But in the eighth month a severe disease attacked Caius who had changed the manner of his living which was a little while before, while Tiberius was alive, very simple and on that account more wholesome than one of great sumptuousness and luxury; for he began to indulge in abundance of strong wine and eating of rich dishes, and in the abundant license of insatiable desires and great insolence, and in the unseasonable use of hot baths, and emetics, and then again in wine-bibbing and drunkenness, and returning gluttony, and in lust after boys and women, and in everything else which tends to destroy both soul and body, and all the bonds which unite and strengthen the two; for the rewards of temperance are health and strength, and the wages of intemperance are weakness and disease which bring a man near to death.

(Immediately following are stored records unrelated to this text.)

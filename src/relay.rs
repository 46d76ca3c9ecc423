//! Reachability check for the local anonymizing relay

use std::time::Duration;
use tokio::net::TcpStream;
use tracing::debug;

/// Whether something accepts TCP connections on `addr` within `timeout`
pub async fn is_relay_available(addr: &str, timeout: Duration) -> bool {
    match tokio::time::timeout(timeout, TcpStream::connect(addr)).await {
        Ok(Ok(_)) => true,
        Ok(Err(e)) => {
            debug!("relay at {} unreachable: {}", addr, e);
            false
        }
        Err(_) => {
            debug!("relay at {} did not answer within {:?}", addr, timeout);
            false
        }
    }
}
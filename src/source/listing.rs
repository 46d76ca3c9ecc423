//! Listing-page adapter extracting candidates from HTML tables or plain text

use crate::config::EngineConfig;
use crate::error::SourceFetchError;
use crate::proxy::models::{CandidateEndpoint, Provenance, ProxyType};
use crate::proxy::parser::ProxyParser;
use crate::source::CandidateSource;
use crate::Result;
use async_trait::async_trait;
use once_cell::sync::Lazy;
use regex::Regex;
use reqwest::{Client, Proxy as ReqwestProxy};
use std::net::Ipv4Addr;
use std::time::Duration;
use tracing::{debug, warn};

/// Browser user agent for listing requests
const DEFAULT_USER_AGENT: &str = "Mozilla/5.0 (Windows NT 10.0; Win64; x64) AppleWebKit/537.36 (KHTML, like Gecko) Chrome/91.0.4472.124 Safari/537.36";

const ACCEPT_HTML: &str = "text/html,application/xhtml+xml,application/xml;q=0.9,image/webp,*/*;q=0.8";

/// Table rows read per listing
const MAX_ROWS: usize = 100;

static ROW_REGEX: Lazy<Regex> =
    Lazy::new(|| Regex::new(r"(?is)<tr[^>]*>(.*?)</tr>").expect("Invalid row regex"));

static CELL_REGEX: Lazy<Regex> =
    Lazy::new(|| Regex::new(r"(?is)<td[^>]*>(.*?)</td>").expect("Invalid cell regex"));

static TAG_REGEX: Lazy<Regex> = Lazy::new(|| Regex::new(r"<[^>]+>").expect("Invalid tag regex"));

/// Regex pattern to match IP:PORT patterns in text
static IP_PORT_REGEX: Lazy<Regex> = Lazy::new(|| {
    Regex::new(r"\b(\d{1,3}\.\d{1,3}\.\d{1,3}\.\d{1,3}):(\d{1,5})\b")
        .expect("Invalid IP:PORT regex")
});

/// A listing page and how to reach it
#[derive(Debug, Clone, PartialEq, Eq)]
pub struct SourceSpec {
    pub name: String,
    pub url: String,
    pub proxy_type: ProxyType,
    /// Fetch through the local relay
    pub requires_relay: bool,
}

impl SourceSpec {
    pub fn new(url: &str, proxy_type: ProxyType, requires_relay: bool) -> Self {
        let name = reqwest::Url::parse(url)
            .ok()
            .and_then(|u| u.host_str().map(String::from))
            .unwrap_or_else(|| url.to_string());
        Self {
            name,
            url: url.to_string(),
            proxy_type,
            requires_relay,
        }
    }

    /// Well-known free listing pages
    pub fn defaults() -> Vec<SourceSpec> {
        vec![
            SourceSpec::new("https://www.sslproxies.org/", ProxyType::Https, false),
            SourceSpec::new("https://free-proxy-list.net/", ProxyType::Http, false),
            SourceSpec::new("https://hidemy.name/en/proxy-list/", ProxyType::Http, true),
            SourceSpec::new("https://www.proxy-list.download/HTTP", ProxyType::Http, false),
            SourceSpec::new("https://geonode.com/free-proxy-list/", ProxyType::Http, false),
            SourceSpec::new("https://www.proxynova.com/proxy-server-list/", ProxyType::Http, false),
            SourceSpec::new("https://spys.one/en/", ProxyType::Http, true),
            SourceSpec::new("https://proxy-daily.com/", ProxyType::Http, false),
            SourceSpec::new("https://www.proxyscan.io/", ProxyType::Http, false),
            SourceSpec::new("https://advanced.name/freeproxy", ProxyType::Http, true),
        ]
    }
}

/// HTTP settings shared by listing adapters
#[derive(Debug, Clone)]
pub struct ListingConfig {
    pub timeout: Duration,
    pub user_agent: String,
    /// SOCKS relay used by sources that require it
    pub relay_addr: String,
}

impl Default for ListingConfig {
    fn default() -> Self {
        Self {
            timeout: Duration::from_secs(15),
            user_agent: DEFAULT_USER_AGENT.to_string(),
            relay_addr: crate::config::DEFAULT_RELAY_ADDR.to_string(),
        }
    }
}

impl ListingConfig {
    pub fn from_engine(config: &EngineConfig) -> Self {
        Self {
            timeout: config.source_timeout,
            relay_addr: config.relay_addr.clone(),
            ..Default::default()
        }
    }
}

/// Adapter fetching one listing page
pub struct ListingSource {
    spec: SourceSpec,
    client: Client,
}

impl ListingSource {
    pub fn new(spec: SourceSpec, config: &ListingConfig) -> Result<Self> {
        let mut builder = Client::builder()
            .timeout(config.timeout)
            .user_agent(&config.user_agent)
            .danger_accept_invalid_certs(true);

        if spec.requires_relay {
            builder = builder.proxy(ReqwestProxy::all(format!("socks5h://{}", config.relay_addr))?);
        }

        Ok(Self {
            spec,
            client: builder.build()?,
        })
    }

    async fn try_fetch(&self) -> std::result::Result<Vec<CandidateEndpoint>, SourceFetchError> {
        let request_error = |e: reqwest::Error| SourceFetchError::Request {
            source_name: self.spec.name.clone(),
            message: e.to_string(),
        };

        let response = self
            .client
            .get(&self.spec.url)
            .header(reqwest::header::ACCEPT, ACCEPT_HTML)
            .send()
            .await
            .map_err(request_error)?;

        let status = response.status();
        if !status.is_success() {
            return Err(SourceFetchError::Status {
                source_name: self.spec.name.clone(),
                status: status.as_u16(),
            });
        }

        let content = response.text().await.map_err(request_error)?;
        Ok(parse_listing(&content, &self.spec.name, self.spec.proxy_type))
    }
}

#[async_trait]
impl CandidateSource for ListingSource {
    fn name(&self) -> &str {
        &self.spec.name
    }

    fn requires_relay(&self) -> bool {
        self.spec.requires_relay
    }

    async fn fetch(&self) -> Vec<CandidateEndpoint> {
        match self.try_fetch().await {
            Ok(candidates) => candidates,
            Err(e) => {
                warn!("Error fetching from {}: {}", self.spec.name, e);
                Vec::new()
            }
        }
    }
}

/// Extract candidates from a listing page.
///
/// Tries, in order: table rows, line-by-line parsing, then a bare
/// IP:PORT scan. Duplicates are removed.
pub fn parse_listing(content: &str, source: &str, proxy_type: ProxyType) -> Vec<CandidateEndpoint> {
    let mut candidates = parse_table_rows(content, source, proxy_type);

    if candidates.is_empty() {
        candidates = ProxyParser::parse_string(content, proxy_type, source);
    }

    if candidates.is_empty() {
        debug!("{}: no table or list lines, scanning for IP:PORT", source);
        candidates = extract_with_regex(content, source, proxy_type);
    }

    ProxyParser::dedup(candidates)
}

/// Rows shaped like IP | Port | Code | Country | Anonymity | Google | Https | Last Checked
fn parse_table_rows(content: &str, source: &str, proxy_type: ProxyType) -> Vec<CandidateEndpoint> {
    ROW_REGEX
        .captures_iter(content)
        .filter_map(|row| {
            let cells: Vec<String> = CELL_REGEX
                .captures_iter(&row[1])
                .map(|cell| TAG_REGEX.replace_all(&cell[1], "").trim().to_string())
                .collect();
            if cells.len() < 2 || cells[0].parse::<Ipv4Addr>().is_err() {
                return None;
            }

            let column = |i: usize| cells.get(i).filter(|c| !c.is_empty()).cloned();
            let https = column(6).map(|v| v.eq_ignore_ascii_case("yes"));
            let provenance = Provenance {
                source: source.to_string(),
                country_code: column(2),
                country: column(3),
                anonymity: column(4),
                https,
                last_checked: column(7),
            };

            CandidateEndpoint::from_raw(&cells[0], &cells[1], proxy_type, provenance).ok()
        })
        .take(MAX_ROWS)
        .collect()
}

fn extract_with_regex(content: &str, source: &str, proxy_type: ProxyType) -> Vec<CandidateEndpoint> {
    IP_PORT_REGEX
        .captures_iter(content)
        .filter_map(|cap| {
            let host = cap.get(1)?.as_str();
            host.parse::<Ipv4Addr>().ok()?;
            CandidateEndpoint::from_raw(
                host,
                cap.get(2)?.as_str(),
                proxy_type,
                Provenance::from_source(source),
            )
            .ok()
        })
        .collect()
}

#[cfg(test)]
mod tests {
    use super::*;

    const TABLE: &str = r#"
<table id="proxylisttable">
<thead><tr><th>IP Address</th><th>Port</th><th>Code</th><th>Country</th><th>Anonymity</th><th>Google</th><th>Https</th><th>Last Checked</th></tr></thead>
<tbody>
<tr><td>203.0.113.7</td><td>3128</td><td>US</td><td class="hm">United States</td><td>elite proxy</td><td>no</td><td class="hx">yes</td><td>1 min ago</td></tr>
<tr><td>198.51.100.2</td><td>8080</td><td>DE</td><td>Germany</td><td>anonymous</td><td>no</td><td>no</td><td>5 mins ago</td></tr>
<tr><td>not-an-ip</td><td>80</td></tr>
</tbody>
</table>
"#;

    #[test]
    fn test_spec_name_is_domain() {
        let spec = SourceSpec::new("https://www.sslproxies.org/", ProxyType::Https, false);
        assert_eq!(spec.name, "www.sslproxies.org");
    }

    #[test]
    fn test_default_specs() {
        let specs = SourceSpec::defaults();
        assert_eq!(specs.len(), 10);
        assert_eq!(specs.iter().filter(|s| s.requires_relay).count(), 3);
        assert!(specs.iter().all(|s| s.url.starts_with("https://")));
    }

    #[test]
    fn test_table_rows_carry_provenance() {
        let candidates = parse_listing(TABLE, "sslproxies.org", ProxyType::Http);
        assert_eq!(candidates.len(), 2);

        let first = &candidates[0];
        assert_eq!(first.address(), "203.0.113.7:3128");
        assert_eq!(first.provenance.source, "sslproxies.org");
        assert_eq!(first.provenance.country_code.as_deref(), Some("US"));
        assert_eq!(first.provenance.country.as_deref(), Some("United States"));
        assert_eq!(first.provenance.anonymity.as_deref(), Some("elite proxy"));
        assert_eq!(first.provenance.https, Some(true));
        assert_eq!(first.provenance.last_checked.as_deref(), Some("1 min ago"));
        assert_eq!(candidates[1].provenance.https, Some(false));
    }

    #[test]
    fn test_table_rows_are_capped() {
        let rows: String = (0..150)
            .map(|i| format!("<tr><td>10.0.{}.{}</td><td>80</td></tr>", i / 200, i % 200 + 1))
            .collect();
        let candidates = parse_listing(&rows, "big", ProxyType::Http);
        assert_eq!(candidates.len(), MAX_ROWS);
    }

    #[test]
    fn test_plain_list_fallback() {
        let content = "192.168.1.1:8080\n192.168.1.2:3128\n192.168.1.1:8080\n";
        let candidates = parse_listing(content, "txt", ProxyType::Socks5);
        assert_eq!(candidates.len(), 2);
        assert!(candidates.iter().all(|c| c.proxy_type == ProxyType::Socks5));
    }

    #[test]
    fn test_regex_fallback_in_free_text() {
        let content = "<p>Here is one: 10.0.0.1:3128, and 999.1.1.1:80 is bogus, 10.0.0.2:0 too.</p>";
        let candidates = parse_listing(content, "blog", ProxyType::Http);
        assert_eq!(candidates.len(), 1);
        assert_eq!(candidates[0].address(), "10.0.0.1:3128");
    }

    #[test]
    fn test_relay_source_builds_socks_client() {
        let spec = SourceSpec::new("https://spys.one/en/", ProxyType::Http, true);
        let source = ListingSource::new(spec, &ListingConfig::default()).unwrap();
        assert!(source.requires_relay());
        assert_eq!(source.name(), "spys.one");
    }
}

Accordingly, when the news was spread abroad that he was sick while the weather was still suitable for navigation (for it was the beginning of the autumn, which is the last season during which nautical men can safely take voyages, and during which in consequence they all return from the foreign marts in every quarter to their own native ports and harbours of refuge, especially all who exercise a prudent care not to be compelled to pass the winter in a foreign country); they, forsaking their former life of delicateness and luxury, now wore mournful faces, and every house and every city became full of depression and melancholy, their grief being now equal to and counterbalancing the joy which they experienced a short time before.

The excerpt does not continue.